Prosecutors Must Prove Criminal Intent Beyond a Reasonable Doubt
As previously discussed in this blog, criminal intent plays a key role in health care fraud prosecutions. Prosecutors must prove criminal intent as an essential element to the crime of health care fraud beyond a reasonable doubt.
If there is a legitimate reason for your actions OR insufficient evidence to prove that you intended to commit health care fraud, there is a good chance that the government will be forced to dismiss the case against you or that you should fight the charge in front of a jury.

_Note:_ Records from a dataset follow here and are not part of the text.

// SPDX-FileCopyrightText: 2025-2026 Zexin Yuan <aim@yzx9.xyz>
//
// SPDX-License-Identifier: Apache-2.0

use std::fmt;
use std::ops::Deref;

use quirkdav_ical::{Component, ComponentKind, parse};

use crate::error::CalDavError;

/// Calendar resource href (path).
///
/// A `Href` represents the path to a calendar resource on a `CalDAV` server,
/// such as `/calendars/user/event1.ics`.
#[derive(Debug, Clone, PartialEq, Eq, Hash)]
pub struct Href(String);

impl Href {
    /// Creates a new `Href` from a string.
    #[must_use]
    pub const fn new(href: String) -> Self {
        Self(href)
    }

    /// Returns the inner string value.
    #[must_use]
    pub fn as_str(&self) -> &str {
        &self.0
    }

    /// Returns the canonical form used for de-duplication.
    ///
    /// Servers are inconsistent about trailing slashes when the same href
    /// shows up in different REPORTs, so union results are keyed on this
    /// form rather than the literal string.
    #[must_use]
    pub fn canonical(&self) -> String {
        let trimmed = self.0.trim_end_matches('/');
        if trimmed.is_empty() {
            "/".to_string()
        } else {
            trimmed.to_string()
        }
    }
}

impl Deref for Href {
    type Target = str;

    fn deref(&self) -> &Self::Target {
        &self.0
    }
}

impl AsRef<str> for Href {
    fn as_ref(&self) -> &str {
        &self.0
    }
}

impl fmt::Display for Href {
    fn fmt(&self, f: &mut fmt::Formatter<'_>) -> fmt::Result {
        self.0.fmt(f)
    }
}

impl From<String> for Href {
    fn from(href: String) -> Self {
        Self(href)
    }
}

impl From<&str> for Href {
    fn from(href: &str) -> Self {
        Self(href.to_string())
    }
}

/// Entity tag for change detection.
#[derive(Debug, Clone, PartialEq, Eq)]
pub struct ETag(String);

impl ETag {
    /// Creates a new `ETag` from a string.
    #[must_use]
    pub const fn new(etag: String) -> Self {
        Self(etag)
    }

    /// Returns the inner string value.
    #[must_use]
    pub fn as_str(&self) -> &str {
        &self.0
    }
}

impl Deref for ETag {
    type Target = str;

    fn deref(&self) -> &Self::Target {
        &self.0
    }
}

impl AsRef<str> for ETag {
    fn as_ref(&self) -> &str {
        &self.0
    }
}

impl fmt::Display for ETag {
    fn fmt(&self, f: &mut fmt::Formatter<'_>) -> fmt::Result {
        self.0.fmt(f)
    }
}

impl From<String> for ETag {
    fn from(etag: String) -> Self {
        Self(etag)
    }
}

impl From<&str> for ETag {
    fn from(etag: &str) -> Self {
        Self(etag.to_string())
    }
}

/// Closed set of component classes a search can resolve to.
///
/// Inferred either from the search specification or by sniffing decoded
/// calendar data, never by string comparison at the call sites.
#[derive(Debug, Clone, Copy, PartialEq, Eq, Hash)]
pub enum CompClass {
    /// VEVENT.
    Event,
    /// VTODO.
    Todo,
    /// VJOURNAL.
    Journal,
    /// VFREEBUSY.
    FreeBusy,
    /// Anything else, or nothing decodable.
    Unknown,
}

impl CompClass {
    /// Returns the component name used in comp-filters.
    #[must_use]
    pub const fn name(self) -> &'static str {
        match self {
            Self::Event => "VEVENT",
            Self::Todo => "VTODO",
            Self::Journal => "VJOURNAL",
            Self::FreeBusy => "VFREEBUSY",
            Self::Unknown => "VCALENDAR",
        }
    }

    /// Classifies a decoded calendar by its first schedulable component.
    #[must_use]
    pub fn classify(calendar: &Component) -> Self {
        match calendar.first_schedulable().map(|c| c.kind) {
            Some(ComponentKind::Event) => Self::Event,
            Some(ComponentKind::Todo) => Self::Todo,
            Some(ComponentKind::Journal) => Self::Journal,
            _ if !calendar.children_of_kind(ComponentKind::FreeBusy).is_empty() => Self::FreeBusy,
            _ => Self::Unknown,
        }
    }
}

/// A calendar object resource as seen by the planner.
///
/// Holds the raw iCalendar text exactly as the server sent it plus the
/// decoded component tree once [`decode`](Self::decode) has run. The planner
/// only ever filters and splits copies; it never mutates an object that came
/// back from the wire.
#[derive(Debug, Clone)]
pub struct CalendarObject {
    /// The href of the resource.
    pub url: Href,
    /// The entity tag of the resource, when the server provided one.
    pub etag: Option<ETag>,
    /// Raw iCalendar data.
    pub data: Option<String>,
    /// Decoded calendar, populated by [`decode`](Self::decode).
    pub calendar: Option<Component>,
    /// Whether the object body has been transferred.
    pub loaded: bool,
}

impl CalendarObject {
    /// Creates an object from a REPORT response entry.
    #[must_use]
    pub fn new(url: Href, etag: Option<ETag>, data: Option<String>) -> Self {
        let loaded = data.as_deref().is_some_and(|d| !d.trim().is_empty());
        Self {
            url,
            etag,
            data,
            calendar: None,
            loaded,
        }
    }

    /// Decodes the raw calendar data, caching the component tree.
    ///
    /// # Errors
    ///
    /// Returns an error when no data is present or it is not parseable
    /// iCalendar text.
    pub fn decode(&mut self) -> Result<&Component, CalDavError> {
        if self.calendar.is_none() {
            let data = self
                .data
                .as_deref()
                .filter(|d| !d.trim().is_empty())
                .ok_or_else(|| CalDavError::Ical(format!("no calendar data for {}", self.url)))?;
            let mut roots = parse(data)?;
            let root = roots
                .drain(..)
                .next()
                .ok_or_else(|| CalDavError::Ical(format!("empty calendar for {}", self.url)))?;
            self.calendar = Some(root);
        }
        self.calendar
            .as_ref()
            .ok_or_else(|| CalDavError::Ical("decode failed".to_string()))
    }

    /// Returns the component class of the decoded calendar.
    #[must_use]
    pub fn comp_class(&self) -> CompClass {
        self.calendar
            .as_ref()
            .map_or(CompClass::Unknown, CompClass::classify)
    }
}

Medicare Fraud is Prevalent in South Florida
Although the majority of health care fraud is committed by individual health care providers, law enforcement agencies and health insurers in South Florida have witnessed in recent years the migration of some criminals from illegal drug trafficking into the safer and far more lucrative business of perpetrating fraud schemes against Medicare, Medicaid and private health insurance companies.
In South Florida alone, government programs and private insurers have lost hundreds of millions of dollars in recent years to criminal rings – some of them based in Central and South America – that fabricate claims from non-existent clinics, using genuine patient-insurance and provider-billing information that the perpetrators have bought and/or stolen for that purpose. When the bogus claims are paid, the mailing address in most instances belongs to a freight forwarder that bundles up the mail and ships it off shore.